2) İlgili Mevzuatın Değerlendirilmesi:

Özellikle, 3359 sayılı Kanun'un ceza ve/veya Ek-11. maddesi uygulamasına yönelik "sağlık hizmeti" kavramının açıkça tanımlanmamış olması ile özel yasa oluşu, uygulama sıklığı, bu yöndeki mesleki eğitici faaliyetlerin de etkisiyle bir eylemin hangi hallerde, 1219 sayılı Kanun'un hapis, adli para ve idari para cezasını gerektiren eylem olduğu ya da hangi hallerde 3359 sayılı Kanun'un Ek-11. maddesi kapsamındaki yaptırıma tabi olduğu yönünde tereddütler yaşanmaktadır. Bu da benzer eylemlerin farklı uygulama ve yaptırımlara tabi tutulma sonucunu doğurmaktadır.

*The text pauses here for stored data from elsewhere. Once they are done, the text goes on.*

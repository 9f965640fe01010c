//! Intent validation for the Hive tick engine.
//!
//! Validators are small rules that each answer one question about one
//! intent. A [`ValidationPipeline`] runs them in registration order and
//! keeps only the intents that pass every rule, recording outcomes into a
//! shared [`ValidationStatisticsSink`].
//!
//! # Modules
//!
//! - [`result`] -- Error codes and validation outcomes
//! - [`pipeline`] -- Validator trait and the ordered pipeline
//! - [`schema`] -- Intent catalogue and argument shapes
//! - [`room`] -- Standard room validators
//! - [`global`] -- Standard market and power creep validators
//! - [`stats`] -- Lock-protected statistics sink

pub mod global;
pub mod pipeline;
pub mod result;
pub mod room;
pub mod schema;
pub mod stats;

pub use global::{
    GlobalIntentSchemaValidator, MarketFundsValidator, MarketOrderValidator, PowerCreepValidator,
    free_power_levels, intent_fee_millis,
};
pub use pipeline::{IntentSource, IntentValidator, NamedIntent, ValidationPipeline, ValidationRun};
pub use result::{ErrorCode, ValidationResult};
pub use room::{
    ActorValidator, EnergyValidator, IntentSchemaValidator, OwnershipValidator,
    SafeModeValidator, TargetValidator,
};
pub use stats::{ValidationStatistics, ValidationStatisticsSink};

/// Validates the intents of one room snapshot.
pub type RoomValidationPipeline =
    ValidationPipeline<hive_types::ObjectIntent, hive_types::RoomSnapshot>;

/// Validates the global user intents.
pub type GlobalValidationPipeline =
    ValidationPipeline<hive_types::GlobalUserIntent, hive_types::GlobalSnapshot>;
//! In-memory implementation of every persistence trait.
//!
//! Used by the test suites and for offline runs. All state lives behind one
//! [`std::sync::Mutex`]; no lock is ever held across an `.await`.
//!
//! The store counts physical writes per document so tests can assert the
//! bulk writer's at-most-one-write-per-document guarantee.

use std::collections::BTreeMap;
use std::sync::{Mutex, MutexGuard, PoisonError};

use hive_types::RoomName;
use serde_json::{Value, json};

use crate::bulk::{BulkBatch, BulkOperation};
use crate::document::DocumentKind;
use crate::error::DbError;
use crate::store::{
    DocumentStore, EnvKey, EnvironmentStore, GlobalDocuments, HistoryChunk, HistoryStore,
    IntentStore, RoomDocuments, SideChannelStore, WorldDataSource,
};

#[derive(Debug, Default)]
struct MemoryState {
    documents: BTreeMap<DocumentKind, BTreeMap<String, Value>>,
    terrain: BTreeMap<RoomName, String>,
    flags: BTreeMap<RoomName, Vec<Value>>,
    room_intents: BTreeMap<RoomName, Value>,
    user_intents: Option<Value>,
    event_logs: BTreeMap<(RoomName, u64), Value>,
    map_views: BTreeMap<(RoomName, u64), Value>,
    history: Vec<HistoryChunk>,
    environment: BTreeMap<&'static str, String>,
    write_counts: BTreeMap<(DocumentKind, String), u64>,
    bulk_flushes: u64,
}

impl MemoryState {
    fn collection(&self, kind: DocumentKind) -> impl Iterator<Item = &Value> {
        self.documents.get(&kind).into_iter().flat_map(BTreeMap::values)
    }

    fn count_write(&mut self, kind: DocumentKind, id: &str) {
        let count = self.write_counts.entry((kind, id.to_owned())).or_insert(0);
        *count = count.saturating_add(1);
    }
}

fn field_is(document: &Value, field: &str, expected: &str) -> bool {
    document.get(field).and_then(Value::as_str) == Some(expected)
}

/// Thread-safe in-memory world store.
#[derive(Debug, Default)]
pub struct MemoryStore {
    state: Mutex<MemoryState>,
}

impl MemoryStore {
    /// An empty store.
    pub fn new() -> Self {
        Self::default()
    }

    fn lock(&self) -> MutexGuard<'_, MemoryState> {
        self.state.lock().unwrap_or_else(PoisonError::into_inner)
    }

    // =========================================================================
    // Seeding
    // =========================================================================

    /// Insert or replace a document directly, bypassing write counting.
    pub fn put_document(&self, kind: DocumentKind, document: Value) -> Result<(), DbError> {
        let id = document
            .get("_id")
            .and_then(Value::as_str)
            .ok_or(DbError::MissingId {
                kind: kind.as_str(),
            })?
            .to_owned();
        self.lock()
            .documents
            .entry(kind)
            .or_default()
            .insert(id, document);
        Ok(())
    }

    /// Register an active room with default metadata.
    pub fn add_room(&self, room: &RoomName) -> Result<(), DbError> {
        self.put_document(
            DocumentKind::Rooms,
            json!({"_id": room.as_str(), "status": "normal", "active": true}),
        )
    }

    /// Store the encoded terrain of `room`.
    pub fn set_terrain(&self, room: &RoomName, encoded: impl Into<String>) {
        self.lock().terrain.insert(room.clone(), encoded.into());
    }

    /// Store the flags of `room`.
    pub fn set_flags(&self, room: &RoomName, flags: Vec<Value>) {
        self.lock().flags.insert(room.clone(), flags);
    }

    // =========================================================================
    // Inspection
    // =========================================================================

    /// A stored document.
    pub fn document(&self, kind: DocumentKind, id: &str) -> Option<Value> {
        self.lock()
            .documents
            .get(&kind)
            .and_then(|c| c.get(id))
            .cloned()
    }

    /// All documents of `kind`, in id order.
    pub fn documents(&self, kind: DocumentKind) -> Vec<Value> {
        self.lock().collection(kind).cloned().collect()
    }

    /// Physical writes performed on one document.
    pub fn write_count(&self, kind: DocumentKind, id: &str) -> u64 {
        self.lock()
            .write_counts
            .get(&(kind, id.to_owned()))
            .copied()
            .unwrap_or(0)
    }

    /// Number of non-empty bulk batches applied.
    pub fn bulk_flushes(&self) -> u64 {
        self.lock().bulk_flushes
    }

    /// Stored event log of `room` at `tick`.
    pub fn event_log(&self, room: &RoomName, tick: u64) -> Option<Value> {
        self.lock().event_logs.get(&(room.clone(), tick)).cloned()
    }

    /// Stored map view of `room` at `tick`.
    pub fn map_view(&self, room: &RoomName, tick: u64) -> Option<Value> {
        self.lock().map_views.get(&(room.clone(), tick)).cloned()
    }

    /// Every saved history chunk.
    pub fn history_chunks(&self) -> Vec<HistoryChunk> {
        self.lock().history.clone()
    }

    /// Raw intents currently stored for `room`.
    pub fn room_intents(&self, room: &RoomName) -> Option<Value> {
        self.lock().room_intents.get(room).cloned()
    }
}

// =============================================================================
// Trait implementations
// =============================================================================

impl DocumentStore for MemoryStore {
    async fn apply_bulk(&self, batch: BulkBatch) -> Result<(), DbError> {
        if batch.is_empty() {
            return Ok(());
        }
        let mut state = self.lock();
        let kind = batch.kind;
        for operation in batch.operations {
            let id = operation.id().to_owned();
            match operation {
                BulkOperation::Insert { document, .. } => {
                    state.documents.entry(kind).or_default().insert(id.clone(), document);
                }
                BulkOperation::Update { update, .. } => {
                    let document = state
                        .documents
                        .entry(kind)
                        .or_default()
                        .entry(id.clone())
                        .or_insert_with(|| json!({"_id": id.as_str()}));
                    update.apply_to(document);
                }
                BulkOperation::Remove { .. } => {
                    if let Some(collection) = state.documents.get_mut(&kind) {
                        collection.remove(&id);
                    }
                }
            }
            state.count_write(kind, &id);
        }
        state.bulk_flushes = state.bulk_flushes.saturating_add(1);
        Ok(())
    }
}

impl WorldDataSource for MemoryStore {
    async fn load_room(&self, room: &RoomName) -> Result<RoomDocuments, DbError> {
        let state = self.lock();
        let room_name = room.as_str();

        let objects: Vec<Value> = state
            .collection(DocumentKind::RoomObjects)
            .filter(|o| field_is(o, "room", room_name))
            .cloned()
            .collect();
        let users: Vec<Value> = state
            .collection(DocumentKind::Users)
            .filter(|u| {
                let id = u.get("_id").and_then(Value::as_str).unwrap_or_default();
                objects.iter().any(|o| field_is(o, "user", id))
            })
            .cloned()
            .collect();

        Ok(RoomDocuments {
            room_info: state
                .documents
                .get(&DocumentKind::Rooms)
                .and_then(|c| c.get(room_name))
                .cloned(),
            users,
            terrain: state.terrain.get(room).cloned(),
            flags: state.flags.get(room).cloned().unwrap_or_default(),
            power_creeps: state
                .collection(DocumentKind::PowerCreeps)
                .filter(|p| field_is(p, "room", room_name))
                .cloned()
                .collect(),
            intents: state.room_intents.get(room).cloned(),
            objects,
        })
    }

    async fn load_global(&self) -> Result<GlobalDocuments, DbError> {
        let state = self.lock();
        Ok(GlobalDocuments {
            inter_room_creeps: state
                .collection(DocumentKind::RoomObjects)
                .filter(|o| o.get("interRoom").is_some_and(|v| !v.is_null()))
                .cloned()
                .collect(),
            rooms: state.collection(DocumentKind::Rooms).cloned().collect(),
            special_objects: state
                .collection(DocumentKind::RoomObjects)
                .filter(|o| field_is(o, "type", "powerBank"))
                .cloned()
                .collect(),
            orders: state.collection(DocumentKind::MarketOrders).cloned().collect(),
            users: state.collection(DocumentKind::Users).cloned().collect(),
            power_creeps: state.collection(DocumentKind::PowerCreeps).cloned().collect(),
            user_intents: state.user_intents.clone(),
        })
    }

    async fn list_active_rooms(&self) -> Result<Vec<RoomName>, DbError> {
        let state = self.lock();
        Ok(state
            .collection(DocumentKind::Rooms)
            .filter(|r| r.get("active").and_then(Value::as_bool) != Some(false))
            .filter_map(|r| r.get("_id").and_then(Value::as_str).map(RoomName::from))
            .collect())
    }
}

impl IntentStore for MemoryStore {
    async fn save_room_intents(&self, room: &RoomName, intents: Value) -> Result<(), DbError> {
        self.lock().room_intents.insert(room.clone(), intents);
        Ok(())
    }

    async fn save_user_intents(&self, intents: Value) -> Result<(), DbError> {
        self.lock().user_intents = Some(intents);
        Ok(())
    }

    async fn clear_room_intents(&self, room: &RoomName) -> Result<(), DbError> {
        self.lock().room_intents.remove(room);
        Ok(())
    }

    async fn clear_user_intents(&self) -> Result<(), DbError> {
        self.lock().user_intents = None;
        Ok(())
    }
}

impl SideChannelStore for MemoryStore {
    async fn save_event_log(&self, room: &RoomName, tick: u64, payload: Value) -> Result<(), DbError> {
        self.lock().event_logs.insert((room.clone(), tick), payload);
        Ok(())
    }

    async fn save_map_view(&self, room: &RoomName, tick: u64, payload: Value) -> Result<(), DbError> {
        self.lock().map_views.insert((room.clone(), tick), payload);
        Ok(())
    }
}

impl HistoryStore for MemoryStore {
    async fn save_history_chunk(&self, chunk: HistoryChunk) -> Result<(), DbError> {
        self.lock().history.push(chunk);
        Ok(())
    }
}

impl EnvironmentStore for MemoryStore {
    async fn get(&self, key: EnvKey) -> Result<Option<String>, DbError> {
        Ok(self.lock().environment.get(key.as_str()).cloned())
    }

    async fn set(&self, key: EnvKey, value: String) -> Result<(), DbError> {
        self.lock().environment.insert(key.as_str(), value);
        Ok(())
    }
}

#[cfg(test)]
#[allow(clippy::unwrap_used)]
mod tests {
    use super::*;
    use crate::bulk::BulkWriter;
    use crate::document::DocumentUpdate;

    fn room() -> RoomName {
        RoomName::from("W1N1")
    }

    #[tokio::test]
    async fn load_room_filters_by_room_and_owner() {
        let store = MemoryStore::new();
        store.add_room(&room()).unwrap();
        store
            .put_document(
                DocumentKind::RoomObjects,
                json!({"_id": "a", "type": "creep", "room": "W1N1", "x": 1, "y": 1, "user": "u1"}),
            )
            .unwrap();
        store
            .put_document(
                DocumentKind::RoomObjects,
                json!({"_id": "b", "type": "source", "room": "W2N1", "x": 1, "y": 1}),
            )
            .unwrap();
        store
            .put_document(DocumentKind::Users, json!({"_id": "u1", "username": "one"}))
            .unwrap();
        store
            .put_document(DocumentKind::Users, json!({"_id": "u2", "username": "two"}))
            .unwrap();

        let docs = store.load_room(&room()).await.unwrap();
        assert_eq!(docs.objects.len(), 1);
        assert_eq!(docs.users.len(), 1);
        assert!(docs.room_info.is_some());
        assert_eq!(store.list_active_rooms().await.unwrap(), vec![room()]);
    }

    #[tokio::test]
    async fn bulk_apply_counts_one_write_per_document() {
        let store = MemoryStore::new();
        store
            .put_document(DocumentKind::RoomObjects, json!({"_id": "a", "hits": 1}))
            .unwrap();

        let mut writer = BulkWriter::new(DocumentKind::RoomObjects);
        let mut first = DocumentUpdate::default();
        first.set.insert("hits".into(), json!(100));
        let mut second = DocumentUpdate::default();
        second.set.insert("store.energy".into(), json!(50));
        writer.update("a", first);
        writer.update("a", second);
        store.apply_bulk(writer.finish()).await.unwrap();

        let doc = store.document(DocumentKind::RoomObjects, "a").unwrap();
        assert_eq!(doc["hits"], 100);
        assert_eq!(doc["store"]["energy"], 50);
        assert_eq!(store.write_count(DocumentKind::RoomObjects, "a"), 1);
    }

    #[tokio::test]
    async fn environment_roundtrip() {
        let store = MemoryStore::new();
        assert_eq!(store.get(EnvKey::MainLoopPaused).await.unwrap(), None);
        store
            .set(EnvKey::MainLoopPaused, "1".to_owned())
            .await
            .unwrap();
        assert_eq!(
            store.get(EnvKey::MainLoopPaused).await.unwrap().as_deref(),
            Some("1")
        );
    }

    #[tokio::test]
    async fn intents_are_cleared_per_room() {
        let store = MemoryStore::new();
        store
            .save_room_intents(&room(), json!({"users": {}}))
            .await
            .unwrap();
        assert!(store.room_intents(&room()).is_some());
        store.clear_room_intents(&room()).await.unwrap();
        assert!(store.room_intents(&room()).is_none());
    }
}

Örneğin, bir eylemin hangi halde 1219 sayılı Kanun'un 25. madde (diplomasız-sahte doktorluk), 26. madde (yetkisiz doktorluk), 41. madde (diplomasız-sahte diş hekimliği), 42. madde (yetkisiz diş hekimliği), yine 1219 sayılı Kanunda yer alan ve yaptırımı gerektiren sahte-diplomasız (54.madde) veya yetkisiz ebelik yapmak (55.madde), sahte-diplomasız ve yetkisiz hasta bakıcılığı yapmak (67.madde), tabiplerin idari para cezasını gerektiren eylemleri (27.madde), sahte-diplomasız ve yetkisiz hemşirelik yapmak (6283 sayılı Kanunun 11.maddesi) kapsamında kaldığı ile hangi halde 3359 sayılı Kanun'un Ek-11. maddesindeki izinsiz sağlık kurumu açma kapsamında kaldığı sorunu, somut yargı kararlarında sıklıkla rastlanmaktadır. Aynı veya benzer denilebilecek söz konusu yerlerde yapılan uygulamalar nedeniyle kimi bir yıldan üç yıla kadar hapis, kimi iki yıldan beş yıla kadar hapis, kimi ikisiyle, kimisi de bunların yanında veya sadece taksirle yaralama suçu-cezası ile karşılaşabilmektedir. Kimi ve çoğunlukla da ilk derece mahkemelerince verilen beraat kararları, istisnai olarak cumhuriyet savcısının aleyhe istinafı hariç, Sağlık Bakanlığı’nın veya ilgili il-ilçe sağlık müdürlüklerinin kamu davasına katılma koşulunun yerine gelmemesi nedeniyle istinaf veya temyiz talepleri ret edildiğinden işin asasına girilmemektedir. Bu da benzer eylemlerden mahkumiyet kararı çıkan bir eylemin beraatle sonuçlanması ve buna bağlı olarak uygulama farklılıklarını beraberinde getirmektedir. Bu durum, hem mevzuattın belirliliği-açıklığı ile sınırların açık olmamasından ve soruşturma veya kovuşturmaların bu nedenle farklı bakışından kaynaklanabilmektedir. Bu nedenle de mümkün olduğunca daha yerleşik hale getirilmesinde yarar olabilecektir.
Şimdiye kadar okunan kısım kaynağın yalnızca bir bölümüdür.